>>>>>

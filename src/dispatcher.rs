//! Process-wide fan-out of log records to the registered handlers.

use std::fmt;
use std::sync::{Arc, PoisonError, RwLock, RwLockReadGuard, RwLockWriteGuard};

use once_cell::sync::Lazy;

use crate::config::LogConfig;
use crate::{Error, Handler, Level, Result};

static GLOBAL: Lazy<Dispatcher> = Lazy::new(Dispatcher::new);

/// The dispatcher used by the crate-level macros.
pub fn global() -> &'static Dispatcher {
    &GLOBAL
}

/// Called with the exit status after a fatal record has been written.
pub type ExitHook = fn(i32) -> !;

fn exit_process(code: i32) -> ! {
    std::process::exit(code)
}

/// Control-flow fault produced by a panic-level record.
///
/// Callers either propagate it like an error or [`raise`](Fault::raise) it.
#[derive(Debug, Clone, PartialEq, Eq)]
pub struct Fault {
    message: String,
}

impl Fault {
    pub fn new(message: impl Into<String>) -> Self {
        Self {
            message: message.into(),
        }
    }

    pub fn message(&self) -> &str {
        &self.message
    }

    /// Unwind with this fault as the panic payload.
    ///
    /// A `catch_unwind` scope can downcast the payload back to a `Fault`;
    /// without one the thread dies like any other panic.
    pub fn raise(self) -> ! {
        std::panic::panic_any(self)
    }
}

impl fmt::Display for Fault {
    fn fmt(&self, f: &mut fmt::Formatter<'_>) -> fmt::Result {
        f.write_str(&self.message)
    }
}

impl std::error::Error for Fault {}

#[derive(Debug)]
struct Registry {
    handlers: Vec<Arc<Handler>>,
    level: Level,
}

/// Registry of active handlers plus a global minimum level.
///
/// Records below the level are dropped before any handler is consulted;
/// the rest go to every handler in registration order. A failing handler
/// never stops delivery to the ones after it.
pub struct Dispatcher {
    registry: RwLock<Registry>,
    exit: ExitHook,
}

impl Dispatcher {
    pub fn new() -> Self {
        Self {
            registry: RwLock::new(Registry {
                handlers: Vec::new(),
                level: Level::Debug,
            }),
            exit: exit_process,
        }
    }

    /// Replace what `fatal` calls after recording, `std::process::exit` by default.
    pub fn with_exit_hook(mut self, hook: ExitHook) -> Self {
        self.exit = hook;
        self
    }

    pub fn level(&self) -> Level {
        self.read().level
    }

    pub fn set_level(&self, level: Level) {
        self.write().level = level;
    }

    /// Snapshot of the registered handlers.
    pub fn handlers(&self) -> Vec<Arc<Handler>> {
        self.read().handlers.clone()
    }

    /// Swap in a new handler set, returning the previous one unclosed.
    pub fn set_handlers(&self, handlers: Vec<Arc<Handler>>) -> Vec<Arc<Handler>> {
        std::mem::replace(&mut self.write().handlers, handlers)
    }

    pub fn add_handler(&self, handler: Arc<Handler>) {
        self.write().handlers.push(handler);
    }

    /// Build the handlers of logger `name` and make them the registered set.
    ///
    /// Nothing changes if any handler fails to build; handlers already
    /// built for this call are closed again. On success the previously
    /// registered handlers are closed.
    pub fn init(&self, config: &LogConfig, name: &str) -> Result<()> {
        let handlers = config.build_handlers(name)?;
        let previous = self.set_handlers(handlers);
        close_all(&previous)
    }

    /// Handlers due to receive a record at `level`, if it passes the filter.
    fn targets(&self, level: Level) -> Option<Vec<Arc<Handler>>> {
        let registry = self.read();
        if level < registry.level {
            return None;
        }
        Some(registry.handlers.clone())
    }

    /// Deliver to every handler, ignoring individual failures.
    #[track_caller]
    pub fn log(&self, level: Level, args: fmt::Arguments<'_>) {
        if let Err(e) = self.try_log(level, args) {
            tracing::debug!(error = %e, "log record not delivered everywhere");
        }
    }

    /// Deliver to every handler and report whether any of them failed.
    #[track_caller]
    pub fn try_log(&self, level: Level, args: fmt::Arguments<'_>) -> Result<()> {
        let Some(handlers) = self.targets(level) else {
            return Ok(());
        };
        let total = handlers.len();
        let mut failed = 0;
        let mut first = None;
        for handler in &handlers {
            if let Err(e) = handler.log(level, args) {
                failed += 1;
                first.get_or_insert(e);
            }
        }
        match first {
            Some(source) => Err(Error::PartialDispatch {
                failed,
                total,
                source: Box::new(source),
            }),
            None => Ok(()),
        }
    }

    #[track_caller]
    pub fn debug(&self, args: fmt::Arguments<'_>) {
        self.log(Level::Debug, args);
    }

    #[track_caller]
    pub fn info(&self, args: fmt::Arguments<'_>) {
        self.log(Level::Info, args);
    }

    #[track_caller]
    pub fn warn(&self, args: fmt::Arguments<'_>) {
        self.log(Level::Warn, args);
    }

    #[track_caller]
    pub fn error(&self, args: fmt::Arguments<'_>) {
        self.log(Level::Error, args);
    }

    /// Record at panic level and hand back the fault for the caller to raise.
    #[track_caller]
    #[must_use = "a Fault does nothing unless raised or propagated"]
    pub fn panic(&self, args: fmt::Arguments<'_>) -> Fault {
        self.log(Level::Panic, args);
        Fault::new(args.to_string())
    }

    /// Record at fatal level on every handler, then exit with status 1.
    #[track_caller]
    pub fn fatal(&self, args: fmt::Arguments<'_>) -> ! {
        self.log(Level::Fatal, args);
        for handler in self.handlers() {
            let _ = handler.flush();
        }
        (self.exit)(1)
    }

    /// Close every handler in registration order and empty the registry.
    pub fn close(&self) -> Result<()> {
        let handlers = std::mem::take(&mut self.write().handlers);
        close_all(&handlers)
    }

    fn read(&self) -> RwLockReadGuard<'_, Registry> {
        self.registry.read().unwrap_or_else(PoisonError::into_inner)
    }

    fn write(&self) -> RwLockWriteGuard<'_, Registry> {
        self.registry.write().unwrap_or_else(PoisonError::into_inner)
    }
}

impl Default for Dispatcher {
    fn default() -> Self {
        Self::new()
    }
}

impl fmt::Debug for Dispatcher {
    fn fmt(&self, f: &mut fmt::Formatter<'_>) -> fmt::Result {
        f.debug_struct("Dispatcher")
            .field("registry", &*self.read())
            .finish_non_exhaustive()
    }
}

/// Close all handlers, returning the first failure after trying each one.
pub(crate) fn close_all(handlers: &[Arc<Handler>]) -> Result<()> {
    let mut first = None;
    for handler in handlers {
        if let Err(e) = handler.close() {
            tracing::warn!(error = %e, "failed to close log handler");
            first.get_or_insert(e);
        }
    }
    first.map_or(Ok(()), Err)
}
use std::path::{Path, PathBuf};
use std::sync::Arc;

use serde::Deserialize;

use crate::{Error, Flags, Handler, Level, Result};

/// Header flags given to every handler built from configuration.
pub const CONFIG_FLAGS: Flags = Flags::DATE
    .union(Flags::TIME)
    .union(Flags::MICROSECONDS)
    .union(Flags::SHORT_FILE);

/// Parse a size string such as `"512kb"` or `"10MB"` into bytes.
///
/// The unit is mandatory and must be `kb` or `mb` (case-insensitive, 1024 based).
pub fn parse_size(s: &str) -> Result<u64> {
    let s = s.trim();
    if s.len() < 3 || !s.is_char_boundary(s.len() - 2) {
        return Err(Error::Config(format!("invalid max size: {:?}", s)));
    }

    let (num_str, unit) = s.split_at(s.len() - 2);
    let num: u64 = num_str
        .parse()
        .map_err(|_| Error::Config(format!("invalid number: {}", num_str)))?;

    let multiplier = match unit.to_ascii_lowercase().as_str() {
        "kb" => 1024,
        "mb" => 1024 * 1024,
        _ => {
            return Err(Error::Config(format!(
                "invalid unit: {}, supported: kb/mb",
                unit
            )));
        }
    };

    num.checked_mul(multiplier)
        .ok_or_else(|| Error::Config("size too large".to_string()))
}

/// Root of a logging configuration document.
#[derive(Debug, Clone, Default, PartialEq, Deserialize)]
pub struct LogConfig {
    /// Named loggers; several entries may share a name.
    #[serde(default)]
    pub logs: Vec<LoggerConfig>,
}

impl LogConfig {
    pub fn new() -> Self {
        Self::default()
    }

    /// Add a named logger
    pub fn with_logger(mut self, logger: LoggerConfig) -> Self {
        self.logs.push(logger);
        self
    }

    /// Parse a JSON document.
    pub fn from_json_str(json: &str) -> Result<Self> {
        Ok(serde_json::from_str(json)?)
    }

    /// Read and parse a JSON file.
    pub fn load(path: impl AsRef<Path>) -> Result<Self> {
        let content = std::fs::read_to_string(path)?;
        Self::from_json_str(&content)
    }

    /// Handler entries of every logger called `name`, in document order.
    pub fn handlers_for<'a>(&'a self, name: &'a str) -> impl Iterator<Item = &'a HandlerConfig> {
        self.logs
            .iter()
            .filter(move |logger| logger.name == name)
            .flat_map(|logger| logger.data.iter())
    }

    /// Build the handlers of logger `name`.
    ///
    /// If one fails, the ones already built are closed before the error is
    /// returned, so no file stays open.
    pub fn build_handlers(&self, name: &str) -> Result<Vec<Arc<Handler>>> {
        let mut built = Vec::new();
        self.build_into(name, &mut built)?;

        if built.is_empty() {
            return Err(Error::Config(format!(
                "no handlers configured for logger: {}",
                name
            )));
        }
        Ok(built)
    }

    /// Append the handlers of logger `name` to `built`, closing all of them
    /// on the first failure.
    pub(crate) fn build_into(&self, name: &str, built: &mut Vec<Arc<Handler>>) -> Result<()> {
        for entry in self.handlers_for(name) {
            match entry.build() {
                Ok(handler) => built.push(Arc::new(handler)),
                Err(e) => {
                    let _ = crate::dispatcher::close_all(built.as_slice());
                    return Err(e);
                }
            }
        }
        Ok(())
    }
}

/// A named group of handlers.
#[derive(Debug, Clone, PartialEq, Deserialize)]
pub struct LoggerConfig {
    pub name: String,
    #[serde(default)]
    pub data: Vec<HandlerConfig>,
}

impl LoggerConfig {
    pub fn new(name: impl Into<String>) -> Self {
        Self {
            name: name.into(),
            data: Vec::new(),
        }
    }

    pub fn with_handler(mut self, handler: HandlerConfig) -> Self {
        self.data.push(handler);
        self
    }
}

/// One handler entry, selected by its `handle` field.
#[derive(Debug, Clone, PartialEq, Deserialize)]
#[serde(tag = "handle", rename_all = "snake_case")]
pub enum HandlerConfig {
    /// Standard error.
    Console {
        #[serde(default)]
        level: Level,
    },
    /// A single file, `filename` being its full path.
    File {
        filename: PathBuf,
        #[serde(default)]
        level: Level,
    },
    /// Rotating files `{dir}/{filename}.{epoch}.{n}.log`.
    Rotating {
        dir: PathBuf,
        filename: String,
        #[serde(default)]
        level: Level,
        /// Number of files kept per epoch, `0` for unbounded.
        #[serde(default)]
        maxnum: i64,
        /// Size with a `kb` or `mb` unit, e.g. `"10mb"`.
        maxsize: String,
    },
}

impl HandlerConfig {
    pub fn level(&self) -> Level {
        match self {
            Self::Console { level } | Self::File { level, .. } | Self::Rotating { level, .. } => {
                *level
            }
        }
    }

    /// Construct the configured handler.
    ///
    /// # Errors
    ///
    /// - [`Error::Config`] for a level above `error` or a malformed `maxsize`
    /// - [`Error::InvalidArgument`] for a negative `maxnum`
    /// - [`Error::Io`] when a directory or file cannot be created
    pub fn build(&self) -> Result<Handler> {
        let level = self.level();
        if level > Level::Error {
            return Err(Error::Config(format!(
                "handler level must be at most error, got {}",
                level
            )));
        }

        let handler = match self {
            Self::Console { .. } => Handler::console(),
            Self::File { filename, .. } => Handler::file(filename)?,
            Self::Rotating {
                dir,
                filename,
                maxnum,
                maxsize,
                ..
            } => {
                let max_files = usize::try_from(*maxnum).map_err(|_| {
                    Error::InvalidArgument(format!("maxnum is less than 0: {}", maxnum))
                })?;
                let max_size = parse_size(maxsize)?;
                Handler::rotating(dir, filename, max_files, max_size)?
            }
        };

        handler.set_level(level);
        handler.set_flags(CONFIG_FLAGS);
        Ok(handler)
    }
}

<<<<<

» Brief:
Show every line in the records above that contains the word "code".

» Solution for this exercise:
fn exit_process(code: i32) -> ! {
    std::process::exit(code)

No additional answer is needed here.